Kenya Sport

Matheus Cunha's Season Ends Early for World Cup Preparation

Manchester United shut down Matheus Cunha’s domestic season on Sunday night – just minutes after he helped drag them back into Europe.

One goal in a thunderous derby win over Liverpool, Champions League football secured after a two-year exile, and then the brakes slammed on. No victory lap. No personal chase for numbers. Just three Premier League games he will now watch from the stands.

All for Brazil.
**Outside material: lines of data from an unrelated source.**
//! Browse views over the permission set.

use crate::action::{current_action, PermissionAction, UpdateAction};
use crate::errors::PermissionResult;
use crate::state::{find_app, role_or_unknown, ManagerDisplay, OrgContext};
use quorum_core::{
    classify, classify_grantee, Address, AppInstance, ChainReader, ClassifyContext, Entity,
    PermissionRecord, Role, RoleBytes,
};

/// Label used for roles without a name.
pub const UNKNOWN_ROLE: &str = "Unknown";

/// A role held by an entity.
#[derive(Debug, Clone, PartialEq, Eq)]
pub struct EntityRole {
    /// App proxy
    pub proxy: Address,
    /// Role identifier
    pub role_bytes: RoleBytes,
    /// App metadata, if the proxy is an installed app
    pub app: Option<AppInstance>,
    /// Role metadata, if the app declares it
    pub role: Option<Role>,
}

impl EntityRole {
    /// Short label: role name or `Unknown`.
    pub fn label(&self) -> String {
        self.role
            .as_ref()
            .and_then(|r| r.name.clone())
            .filter(|n| !n.is_empty())
            .unwrap_or_else(|| UNKNOWN_ROLE.to_string())
    }

    /// Hover title naming the app the role comes from.
    pub fn title(&self) -> String {
        let name = self.role.as_ref().and_then(|r| r.name.clone());
        match (&self.app, name) {
            (Some(app), name) => format!(
                "{} (from app: {})",
                name.unwrap_or_else(|| self.role_bytes.to_string()),
                app.display_name()
            ),
            (None, Some(name)) => format!("{name} from unknown"),
            (None, None) => "Unknown (from unknown)".to_string(),
        }
    }

    fn is_unknown(&self) -> bool {
        self.label() == UNKNOWN_ROLE
    }
}

/// One row of the browse-by-entity table.
#[derive(Debug, Clone, PartialEq, Eq)]
pub struct EntityRoles {
    /// The grantee
    pub entity: Entity,
    /// Roles held, deduplicated, unknown roles last
    pub roles: Vec<EntityRole>,
}

impl EntityRoles {
    /// "Type" column.
    pub fn type_label(&self) -> &'static str {
        self.entity.kind().type_label()
    }

    /// Role labels in display order.
    pub fn role_labels(&self) -> Vec<String> {
        self.roles.iter().map(EntityRole::label).collect()
    }
}

/// Group grantees across all permissions, in first-seen order.
pub fn roles_by_entity(permissions: &[PermissionRecord], ctx: &ClassifyContext<'_>) -> Vec<EntityRoles> {
    let mut rows: Vec<EntityRoles> = Vec::new();
    for permission in permissions {
        let app = ctx
            .apps
            .iter()
            .find(|a| a.proxy_address == permission.app)
            .cloned();
        let role = app.as_ref().and_then(|a| a.role(&permission.role).cloned());
        for grantee in &permission.grantees {
            let entity = classify_grantee(*grantee, ctx);
            let held = EntityRole {
                proxy: permission.app,
                role_bytes: permission.role,
                app: app.clone(),
                role: role.clone(),
            };
            match rows.iter_mut().find(|row| row.entity.address() == entity.address()) {
                Some(row) => {
                    let duplicate = row
                        .roles
                        .iter()
                        .any(|r| r.proxy == held.proxy && r.role_bytes == held.role_bytes);
                    if !duplicate {
                        row.roles.push(held);
                    }
                }
                None => rows.push(EntityRoles {
                    entity,
                    roles: vec![held],
                }),
            }
        }
    }
    for row in &mut rows {
        row.roles.sort_by_key(EntityRole::is_unknown);
    }
    rows
}

/// One row of an app's "actions available" table.
#[derive(Debug, Clone, PartialEq, Eq)]
pub struct RoleRow {
    /// Declared role
    pub role: Role,
    /// Classified manager
    pub manager: Entity,
}

impl RoleRow {
    /// Action the manage panel would open with.
    pub fn action(&self) -> PermissionAction {
        current_action(&self.manager, UpdateAction::NoUpdate)
    }

    /// Button label: `Initialize`, `View` or `Manage`.
    pub fn button_label(&self) -> &'static str {
        self.action().row_button_label()
    }

    /// "Managed by" column.
    pub fn manager_display(&self) -> ManagerDisplay {
        ManagerDisplay::for_entity(&self.manager)
    }
}

/// Every declared role of an app with its current manager.
pub async fn app_roles(
    reader: &dyn ChainReader,
    org: &OrgContext,
    proxy: Address,
) -> PermissionResult<Vec<RoleRow>> {
    let apps = reader.apps().await?;
    let app = find_app(&apps, proxy)?;
    let ctx = org.classify_ctx(&apps);
    let mut rows = Vec::with_capacity(app.roles.len());
    for role in &app.roles {
        let manager = reader.get_manager(proxy, role.bytes).await?;
        rows.push(RoleRow {
            role: role_or_unknown(app, role.bytes),
            manager: classify(manager, &ctx),
        });
    }
    Ok(rows)
}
All for the World Cup.

United agree to stand down their No.10

ESPN Brazil report that United have reached an agreement with the CBF to rest Cunha for the final three league fixtures so he can fully recover from an adductor problem and report for national-team duty in peak condition.

The decision followed talks between the Brazilian federation and United’s hierarchy after a recent scare that kept the forward out of the Brentford match. Brazil’s camp has been hit by a spate of injuries, piling pressure on Carlo Ancelotti in the countdown to the tournament. Losing a regular starter this late would have been a nightmare.

Instead, they get a compromise. United have their primary objective boxed off; Brazil get their No.10 protected.

For Cunha, it caps a whirlwind few days. He played through pain, scored in the Liverpool derby, and effectively signed off his club season in the same breath.

Carrick’s gamble with prize money on the line

From a club perspective, it is a bold call.

Premier League prize money still rides on these last three fixtures. Every place in the table is worth millions. Most managers in caretaker roles would cling to their in-form forward and squeeze every last drop from the campaign.

Michael Carrick is taking another route.

With Cunha sidelined, the interim boss will lean on Patrick Dorgu, who only just returned from a long-term injury in the Liverpool game. It is a sharp pivot: from a flying, fully integrated starter on the left flank to a player still feeling his way back into rhythm.

Carrick, though, has reasons to back his reshuffle. Since he stepped into the dugout, Cunha has been electric off the left, scoring five and supplying three assists. That output has helped transform United’s attack and propelled them back into the Champions League conversation, then over the line.

Now, the same tactical framework must function without its most incisive wide threat.

A revelation cut short

Cunha’s first season at Old Trafford was already shaping into a personal statement. Nine Premier League goals, making him joint-second top scorer for United in the competition, and a seamless switch into that left-wing role under Carrick turned him from promising signing into bona fide difference-maker.

He arrived from Wolves with a reputation, but not a guarantee. He leaves this campaign with both.

United’s willingness to sit him down early underlines how central he has become, not just to Brazil’s plans, but to their own long-term picture. You do not protect bit-part players like this. You do not enter negotiations with a national federation and sacrifice three matchdays’ worth of firepower unless you believe the player is part of your next phase.

The club’s season target is met. The federation’s fears are eased. The player’s World Cup dream is ring-fenced.

The question now is not whether United can stumble over the finish line without him. They have done the hard part. It is what this carefully managed, high-stakes partnership around one 10-shirt says about where Matheus Cunha – and Manchester United – intend to go from here.